__Work task__. Each line of the entries, from the first to the line containing "let ticker = ticker.into();", is to be transcribed exactly as it stands; include no other lines.

__Input data__.
»»
use chrono::NaiveDate;
use serde::{Deserialize, Serialize};

use crate::CapmError;

/// Daily closing price
#[derive(Debug, Clone, Copy, PartialEq, Serialize, Deserialize)]
pub struct PricePoint {
    pub date: NaiveDate,
    pub close: f64,
}

impl PricePoint {
    pub fn new(date: NaiveDate, close: f64) -> Self {
        Self { date, close }
    }
}

/// Closing prices for one ticker, ascending by date with no duplicate dates.
#[derive(Debug, Clone, PartialEq, Serialize)]
pub struct PriceSeries {
    pub ticker: String,
    points: Vec<PricePoint>,
}

impl PriceSeries {
    /// Build a series, sorting the points by date.
    ///
    /// Rejects empty input, duplicate dates and prices that are not
    /// strictly positive and finite.
    pub fn new(ticker: impl Into<String>, mut points: Vec<PricePoint>) -> Result<Self, CapmError> {
        let ticker = ticker.into();
        if points.is_empty() {
            return Err(CapmError::NoData { ticker });
        }

        points.sort_by_key(|p| p.date);

        for pair in points.windows(2) {
            if pair[0].date == pair[1].date {
                return Err(CapmError::DuplicateDate {
                    ticker,
                    date: pair[1].date,
                });
            }
        }

        if let Some(bad) = points.iter().find(|p| !p.close.is_finite() || p.close <= 0.0) {
            return Err(CapmError::InvalidPrice {
                ticker,
                date: bad.date,
                price: bad.close,
            });
        }

        Ok(Self { ticker, points })
    }

    pub fn points(&self) -> &[PricePoint] {
        &self.points
    }

    pub fn closes(&self) -> Vec<f64> {
        self.points.iter().map(|p| p.close).collect()
    }

    pub fn len(&self) -> usize {
        self.points.len()
    }

    pub fn is_empty(&self) -> bool {
        self.points.is_empty()
    }

    pub fn first_date(&self) -> Option<NaiveDate> {
        self.points.first().map(|p| p.date)
    }

    pub fn last_date(&self) -> Option<NaiveDate> {
        self.points.last().map(|p| p.date)
    }
}

/// Prices joined on the dates common to every constituent series.
///
/// `columns[i]` holds the prices of `tickers[i]`, one value per entry in `dates`.
#[derive(Debug, Clone, PartialEq, Serialize, Deserialize)]
pub struct AlignedPriceTable {
    pub dates: Vec<NaiveDate>,
    pub tickers: Vec<String>,
    pub columns: Vec<Vec<f64>>,
    #[serde(default)]
    pub benchmark: Option<String>,
}

impl AlignedPriceTable {
    pub fn len(&self) -> usize {
        self.dates.len()
    }

    pub fn is_empty(&self) -> bool {
        self.dates.is_empty()
    }

    pub fn column(&self, ticker: &str) -> Option<&[f64]> {
        column_of(&self.tickers, &self.columns, ticker)
    }

    /// Values of every column on row `index`, in ticker order.
    pub fn row(&self, index: usize) -> Option<Vec<f64>> {
        if index >= self.dates.len() {
            return None;
        }
        self.columns.iter().map(|c| c.get(index).copied()).collect()
    }

    /// Fails unless there is one column per ticker and one value per date.
    pub fn check_shape(&self) -> Result<(), CapmError> {
        check_shape(&self.dates, &self.tickers, &self.columns)
    }
}

/// Prices divided by their first value.
#[derive(Debug, Clone, PartialEq, Serialize, Deserialize)]
pub struct NormalizedTable {
    pub dates: Vec<NaiveDate>,
    pub tickers: Vec<String>,
    pub columns: Vec<Vec<f64>>,
    /// Columns passed through unchanged because their first value was zero.
    #[serde(default)]
    pub skipped: Vec<String>,
}

impl NormalizedTable {
    pub fn column(&self, ticker: &str) -> Option<&[f64]> {
        column_of(&self.tickers, &self.columns, ticker)
    }
}

/// Daily percentage returns, row-aligned with the price table they came from.
///
/// Row 0 is zero for every column; real observations start at row 1.
#[derive(Debug, Clone, PartialEq, Serialize, Deserialize)]
pub struct ReturnTable {
    pub dates: Vec<NaiveDate>,
    pub tickers: Vec<String>,
    pub columns: Vec<Vec<f64>>,
    #[serde(default)]
    pub benchmark: Option<String>,
}

impl ReturnTable {
    pub fn len(&self) -> usize {
        self.dates.len()
    }

    pub fn is_empty(&self) -> bool {
        self.dates.is_empty()
    }

    /// Full column, including the zero-filled first row.
    pub fn column(&self, ticker: &str) -> Option<&[f64]> {
        column_of(&self.tickers, &self.columns, ticker)
    }

    /// Column without the zero-filled first row.
    pub fn observations(&self, ticker: &str) -> Option<&[f64]> {
        self.column(ticker).map(|c| if c.is_empty() { c } else { &c[1..] })
    }

    /// Number of real observations per column.
    pub fn observation_count(&self) -> usize {
        self.dates.len().saturating_sub(1)
    }

    /// Fails unless there is one column per ticker and one value per date.
    pub fn check_shape(&self) -> Result<(), CapmError> {
        check_shape(&self.dates, &self.tickers, &self.columns)
    }

    /// Tickers other than the benchmark, in column order.
    pub fn asset_tickers(&self) -> Vec<&str> {
        self.tickers
            .iter()
            .filter(|t| self.benchmark.as_deref() != Some(t.as_str()))
            .map(String::as_str)
            .collect()
    }
}

fn check_shape(
    dates: &[NaiveDate],
    tickers: &[String],
    columns: &[Vec<f64>],
) -> Result<(), CapmError> {
    if tickers.len() != columns.len() {
        return Err(CapmError::MalformedTable(format!(
            "{} tickers but {} columns",
            tickers.len(),
            columns.len()
        )));
    }
    for (ticker, column) in tickers.iter().zip(columns) {
        if column.len() != dates.len() {
            return Err(CapmError::MalformedTable(format!(
                "{} has {} values for {} dates",
                ticker,
                column.len(),
                dates.len()
            )));
        }
    }
    Ok(())
}

fn column_of<'a>(tickers: &[String], columns: &'a [Vec<f64>], ticker: &str) -> Option<&'a [f64]> {
    tickers
        .iter()
        .position(|t| t == ticker)
        .and_then(|i| columns.get(i))
        .map(Vec::as_slice)
}

/// OLS fit of a ticker's returns against the benchmark's returns.
#[derive(Debug, Clone, PartialEq, Serialize, Deserialize)]
pub struct BetaAlpha {
    pub ticker: String,
    pub beta: f64,
    pub alpha: f64,
    pub r_squared: f64,
}

impl BetaAlpha {
    /// Point on the regression line for a given market return.
    pub fn fitted(&self, market_return: f64) -> f64 {
        self.beta * market_return + self.alpha
    }
}

/// CAPM expected annual return (percent) for one ticker
#[derive(Debug, Clone, PartialEq, Serialize, Deserialize)]
pub struct CapmEstimate {
    pub ticker: String,
    pub beta: f64,
    pub alpha: f64,
    pub expected_return: f64,
}

/// Pairwise Pearson correlations, `values[i][j]` between `tickers[i]` and `tickers[j]`.
#[derive(Debug, Clone, PartialEq, Serialize, Deserialize)]
pub struct CorrelationMatrix {
    pub tickers: Vec<String>,
    pub values: Vec<Vec<f64>>,
}

impl CorrelationMatrix {
    pub fn get(&self, a: &str, b: &str) -> Option<f64> {
        let i = self.tickers.iter().position(|t| t == a)?;
        let j = self.tickers.iter().position(|t| t == b)?;
        Some(self.values[i][j])
    }
}

/// Annualized risk/return figures (percent) for a single ticker.
#[derive(Debug, Clone, PartialEq, Serialize, Deserialize)]
pub struct SharpeReport {
    pub ticker: String,
    pub annualized_return: f64,
    pub annualized_volatility: f64,
    pub risk_free_rate: f64,
    pub sharpe_ratio: f64,
}

#[derive(Debug, Clone, PartialEq, Serialize, Deserialize)]
pub struct AssetWeight {
    pub ticker: String,
    pub weight: f64,
}

/// Long-only weights summing to one, in ticker order.
#[derive(Debug, Clone, PartialEq, Serialize, Deserialize)]
pub struct PortfolioWeights {
    pub entries: Vec<AssetWeight>,
}

impl PortfolioWeights {
    pub fn weights(&self) -> Vec<f64> {
        self.entries.iter().map(|e| e.weight).collect()
    }

    pub fn get(&self, ticker: &str) -> Option<f64> {
        self.entries.iter().find(|e| e.ticker == ticker).map(|e| e.weight)
    }

    pub fn total(&self) -> f64 {
        self.entries.iter().map(|e| e.weight).sum()
    }
}

/// Optimizer result
#[derive(Debug, Clone, PartialEq, Serialize, Deserialize)]
pub struct PortfolioAllocation {
    pub weights: PortfolioWeights,
    pub expected_return: f64,
    pub volatility: f64,
    pub sharpe_ratio: f64,
    pub iterations: usize,
}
««
__Written answer__.
use chrono::NaiveDate;
use serde::{Deserialize, Serialize};

use crate::CapmError;

/// Daily closing price
#[derive(Debug, Clone, Copy, PartialEq, Serialize, Deserialize)]
pub struct PricePoint {
    pub date: NaiveDate,
    pub close: f64,
}

impl PricePoint {
    pub fn new(date: NaiveDate, close: f64) -> Self {
        Self { date, close }
    }
}

/// Closing prices for one ticker, ascending by date with no duplicate dates.
#[derive(Debug, Clone, PartialEq, Serialize)]
pub struct PriceSeries {
    pub ticker: String,
    points: Vec<PricePoint>,
}

impl PriceSeries {
    /// Build a series, sorting the points by date.
    ///
    /// Rejects empty input, duplicate dates and prices that are not
    /// strictly positive and finite.
    pub fn new(ticker: impl Into<String>, mut points: Vec<PricePoint>) -> Result<Self, CapmError> {
        let ticker = ticker.into();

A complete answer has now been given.